#### [Available data]
use parley_shared::CoreError;
use thiserror::Error;

/// Errors produced by the store layer.
#[derive(Error, Debug)]
pub enum StoreError {
    /// The record does not exist or is no longer live.
    #[error("Record not found")]
    NotFound,

    /// The actor does not own the record.
    #[error("Not allowed to modify this record")]
    Unauthorized,

    /// A uniqueness rule would be broken.
    #[error("Conflict: {0}")]
    Conflict(String),

    /// Conversation membership rules were broken.
    #[error("Invalid conversation: {0}")]
    InvalidConversation(String),

    /// Transient failure reaching the store.
    #[error("Store unavailable: {0}")]
    Unavailable(String),

    /// SQLite error.
    #[error("Database error: {0}")]
    Sqlite(#[from] rusqlite::Error),

    /// Failed to determine a platform data directory.
    #[error("Could not determine application data directory")]
    NoDataDir,

    /// Generic I/O error (e.g. creating the database directory).
    #[error("IO error: {0}")]
    Io(#[from] std::io::Error),

    /// Migration failure.
    #[error("Migration error: {0}")]
    Migration(String),

    /// Chrono parsing error.
    #[error("Timestamp parse error: {0}")]
    ChronoParse(#[from] chrono::ParseError),

    /// JSON payload error.
    #[error("JSON error: {0}")]
    Json(#[from] serde_json::Error),
}

impl From<StoreError> for CoreError {
    fn from(e: StoreError) -> Self {
        match e {
            StoreError::NotFound => CoreError::NotFound,
            StoreError::Unauthorized => CoreError::Unauthorized,
            StoreError::Unavailable(msg) => CoreError::NetworkFailure(msg),
            // Rejected by the store for any other reason.
            other => {
                tracing::debug!(error = %other, "Store rejected request");
                CoreError::Unauthorized
            }
        }
    }
}

/// Convenience alias used throughout the crate.
pub type Result<T> = std::result::Result<T, StoreError>;

#[cfg(test)]
mod tests {
    use super::*;

    #[test]
    fn test_maps_into_core_errors() {
        assert_eq!(CoreError::from(StoreError::NotFound), CoreError::NotFound);
        assert_eq!(CoreError::from(StoreError::Unauthorized), CoreError::Unauthorized);
        assert!(CoreError::from(StoreError::Unavailable("timeout".into())).is_retryable());
        assert_eq!(
            CoreError::from(StoreError::Conflict("dup".into())),
            CoreError::Unauthorized
        );
    }
}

#### [To do]
Note which lines carry the word "CoreError" in the material, then copy each of them.

#### [Exercise output]
use parley_shared::CoreError;
impl From<StoreError> for CoreError {
            StoreError::NotFound => CoreError::NotFound,
            StoreError::Unauthorized => CoreError::Unauthorized,
            StoreError::Unavailable(msg) => CoreError::NetworkFailure(msg),
                CoreError::Unauthorized
        assert_eq!(CoreError::from(StoreError::NotFound), CoreError::NotFound);
        assert_eq!(CoreError::from(StoreError::Unauthorized), CoreError::Unauthorized);
        assert!(CoreError::from(StoreError::Unavailable("timeout".into())).is_retryable());
            CoreError::from(StoreError::Conflict("dup".into())),
            CoreError::Unauthorized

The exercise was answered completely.